In what has become a high-stakes game of diplomatic poker, the ministers met twice Monday with the Iranian delegation led by Foreign Minister Mohammad Javad Zarif for a total of almost three hours.
And even though he was seen smiling broadly when cameras were allowed a quick glimpse of the talks, there was little immediate sign of an end to the deadlock.
After busting through an initial June 30 deadline, the latest round of negotiations looked set to power beyond Tuesday’s new target date.
Asked whether Tuesday’s deadline may slip, White House spokesman Josh Earnest said: “I would say that it’s certainly possible.”
State Department spokesman John Kirby told reporters in Washington that Tuesday was “not a deadline. It was an extension of basically seven days of the parameters” of an April 2 framework accord struck in Lausanne.
But he refused to be drawn on what might happen on Tuesday, insisting: “Everybody is still I think rowing on the oars here to try to get a deal done, but it’s got to be the right deal.”
An Iranian official earlier made it clear that “July 7, July 8, we do not consider these dates as those dates we have to finish our job.”
“Even if we pass July 9, that will not be the end of the world,” the Iranian said, asking not to be identified.
The P5+1 group — Britain, China, France, Germany, Russia and the United States — are seeking to nail down an accord to put a nuclear bomb out of Iran’s reach.
But despite progress on a series of complicated annexes, the negotiations have bogged down on how to ease a web of sanctions against Iran, probing allegations that in the past Tehran sought to develop nuclear arms, and ensuring Iran can continue to have a modest, peaceful nuclear program.
Anger at arms embargo
In what appeared to be a new spanner in the works, the Iranian official said his country also wanted to ensure there was no renewal of a UN “arms embargo” enshrined within the new accord.

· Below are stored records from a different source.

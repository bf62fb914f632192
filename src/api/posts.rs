//! Post endpoints

use axum::{
    Json, Router,
    extract::{Path, Query, State},
    http::StatusCode,
    routing::{get, post},
};

use super::dto::{
    BodyRequest, CommentResponse, LikeResponse, PageParams, PageResponse, PostDetailResponse,
    PostResponse,
};
use crate::AppState;
use crate::auth::CurrentUser;
use crate::error::AppError;

pub fn posts_router() -> Router<AppState> {
    Router::new()
        .route("/", get(index).post(create_post))
        .route("/index", get(index).post(create_post))
        .route("/explore", get(explore))
        .route("/post/:post_id", get(post_detail).post(create_comment))
        .route("/post/:post_id/like", post(toggle_like))
}

/// GET /index
///
/// The caller's most recent posts.
async fn index(
    State(state): State<AppState>,
    CurrentUser(user): CurrentUser,
) -> Result<Json<Vec<PostResponse>>, AppError> {
    let posts = state.post_service().recent_posts(&user).await?;
    Ok(Json(posts.into_iter().map(PostResponse::from).collect()))
}

/// POST /index
async fn create_post(
    State(state): State<AppState>,
    CurrentUser(user): CurrentUser,
    Json(req): Json<BodyRequest>,
) -> Result<(StatusCode, Json<PostResponse>), AppError> {
    let post = state.post_service().create_post(&user, &req.body).await?;

    Ok((
        StatusCode::CREATED,
        Json(PostResponse {
            id: post.id,
            body: post.body,
            body_html: post.body_html,
            timestamp: post.timestamp,
            author_id: post.author_id,
            author_username: user.username,
            comment_count: 0,
        }),
    ))
}

/// GET /explore?page=
async fn explore(
    State(state): State<AppState>,
    CurrentUser(_user): CurrentUser,
    Query(params): Query<PageParams>,
) -> Result<Json<PageResponse<PostResponse>>, AppError> {
    let page = state.post_service().explore(params.page()).await?;
    Ok(Json(PageResponse::from_page(page, "/explore")))
}

/// GET /post/:post_id
async fn post_detail(
    State(state): State<AppState>,
    CurrentUser(user): CurrentUser,
    Path(post_id): Path<i64>,
) -> Result<Json<PostDetailResponse>, AppError> {
    let detail = state.post_service().post_detail(post_id, &user).await?;

    Ok(Json(PostDetailResponse {
        post: detail.post.into(),
        comments: detail.comments.into_iter().map(CommentResponse::from).collect(),
        likes: detail.likes,
        liked: detail.liked_by_viewer,
    }))
}

/// POST /post/:post_id
async fn create_comment(
    State(state): State<AppState>,
    CurrentUser(user): CurrentUser,
    Path(post_id): Path<i64>,
    Json(req): Json<BodyRequest>,
) -> Result<(StatusCode, Json<CommentResponse>), AppError> {
    let comment = state
        .post_service()
        .create_comment(&user, post_id, &req.body)
        .await?;
    Ok((StatusCode::CREATED, Json(comment.into())))
}

/// POST /post/:post_id/like
async fn toggle_like(
    State(state): State<AppState>,
    CurrentUser(user): CurrentUser,
    Path(post_id): Path<i64>,
) -> Result<Json<LikeResponse>, AppError> {
    let summary = state.post_service().toggle_like(&user, post_id).await?;
    Ok(Json(LikeResponse {
        liked: summary.liked,
        likes: summary.likes,
    }))
}
use std::time::Duration;

use anyhow::{Result, anyhow};
use async_trait::async_trait;
use reqwest::{Client, StatusCode};
use serde::{Deserialize, Serialize};
use tracing::{debug, error};

use shared_config::AppConfig;

use crate::error::InsightError;

/// Tried in order after the operator's configured model.
pub const DEFAULT_MODEL_CANDIDATES: [&str; 3] = [
    "gemini-2.0-flash-lite",
    "gemini-2.0-flash",
    "gemini-1.5-flash-latest",
];
pub const REQUEST_TIMEOUT: Duration = Duration::from_secs(25);
pub const TEMPERATURE: f64 = 0.3;

/// Remote text generation. Implementations must report an unknown model as
/// `InsightError::ModelNotFound` so callers can move on to the next candidate.
#[async_trait]
pub trait GenerationProvider: Send + Sync {
    async fn generate(&self, model: &str, prompt: &str) -> Result<String, InsightError>;
}

#[derive(Debug, Serialize)]
struct GenerateContentRequest<'a> {
    contents: Vec<RequestContent<'a>>,
    #[serde(rename = "generationConfig")]
    generation_config: GenerationConfig,
}

#[derive(Debug, Serialize)]
struct RequestContent<'a> {
    parts: Vec<RequestPart<'a>>,
}

#[derive(Debug, Serialize)]
struct RequestPart<'a> {
    text: &'a str,
}

#[derive(Debug, Serialize)]
struct GenerationConfig {
    temperature: f64,
    #[serde(rename = "responseMimeType")]
    response_mime_type: &'static str,
}

/// `generateContent` response; only the fields we read.
#[derive(Debug, Default, Deserialize)]
pub struct GenerateContentResponse {
    #[serde(default)]
    pub candidates: Vec<Candidate>,
}

#[derive(Debug, Default, Deserialize)]
pub struct Candidate {
    #[serde(default)]
    pub content: Option<CandidateContent>,
}

#[derive(Debug, Default, Deserialize)]
pub struct CandidateContent {
    #[serde(default)]
    pub parts: Vec<ContentPart>,
}

#[derive(Debug, Default, Deserialize)]
pub struct ContentPart {
    #[serde(default)]
    pub text: Option<String>,
}

impl GenerateContentResponse {
    /// All text fragments of the first candidate, joined and trimmed.
    pub fn text(&self) -> Result<String, InsightError> {
        let candidate = self.candidates.first().ok_or(InsightError::NoCandidates)?;

        let text: String = candidate
            .content
            .iter()
            .flat_map(|content| content.parts.iter())
            .filter_map(|part| part.text.as_deref())
            .collect();

        let text = text.trim();
        if text.is_empty() {
            return Err(InsightError::EmptyResponse);
        }

        Ok(text.to_string())
    }
}

pub struct GeminiProvider {
    client: Client,
    base_url: String,
    api_key: String,
}

impl GeminiProvider {
    pub fn new(base_url: &str, api_key: &str) -> Result<Self> {
        let client = Client::builder()
            .timeout(REQUEST_TIMEOUT)
            .build()?;

        Ok(Self {
            client,
            base_url: base_url.trim_end_matches('/').to_string(),
            api_key: api_key.to_string(),
        })
    }

    pub fn from_config(config: &AppConfig) -> Result<Self> {
        let api_key = config
            .gemini_api_key
            .as_deref()
            .ok_or_else(|| anyhow!("GEMINI_API_KEY not set"))?;

        Self::new(&config.gemini_base_url, api_key)
    }

    fn endpoint(&self, model: &str) -> String {
        format!("{}/v1beta/models/{}:generateContent", self.base_url, model)
    }
}

#[async_trait]
impl GenerationProvider for GeminiProvider {
    async fn generate(&self, model: &str, prompt: &str) -> Result<String, InsightError> {
        debug!("Requesting generateContent from model {}", model);

        let body = GenerateContentRequest {
            contents: vec![RequestContent {
                parts: vec![RequestPart { text: prompt }],
            }],
            generation_config: GenerationConfig {
                temperature: TEMPERATURE,
                response_mime_type: "application/json",
            },
        };

        let response = self.client
            .post(self.endpoint(model))
            .query(&[("key", self.api_key.as_str())])
            .json(&body)
            .send()
            .await
            .map_err(|e| InsightError::Network(e.without_url().to_string()))?;

        let status = response.status();
        if status == StatusCode::NOT_FOUND {
            debug!("Model {} not found", model);
            return Err(InsightError::ModelNotFound(model.to_string()));
        }

        if !status.is_success() {
            let error_text = response.text().await.unwrap_or_default();
            error!("Gemini API error ({}): {}", status, error_text);
            return Err(InsightError::Http {
                status: status.as_u16(),
                body: error_text,
            });
        }

        let payload: GenerateContentResponse = response
            .json()
            .await
            .map_err(|e| InsightError::InvalidResponse(e.without_url().to_string()))?;

        payload.text()
    }
}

“There is no evidence that the arms embargo has any relation with the nuclear issue,” the official said.
“The arms embargo should not be part of” the deal under negotiation, he said.
A fact sheet put out by the State Department after the April 2 framework accord said that once any deal is reached there would be a new UN Security Council resolution to extend “important restrictions on conventional arms and ballistic missiles”.
Western officials are clearly balking at any notion of allowing Iran to buy conventional weapons, at a time when it is accused of fomenting unrest in the Middle East through alleged proxies such as Hezbollah militants.
“We are not there yet… We should not underestimate that important questions remain unresolved. There will not be an agreement at any price,” a source within the German delegation said.
“If there is no movement in decisive areas a failure is not ruled out.”
Officials from the UN’s atomic watchdog meanwhile held “intense discussions” in Tehran on Monday about the possible military dimensions of the country’s nuclear program, an Iranian official said.
There was hope that a long-stalled probe into allegations that Iran, before 2003 and possibly after, sought to develop nuclear arms could finally be concluded after Yukiya Amano, the head of the International Atomic Energy Agency (IAEA) travelled to Iran last week.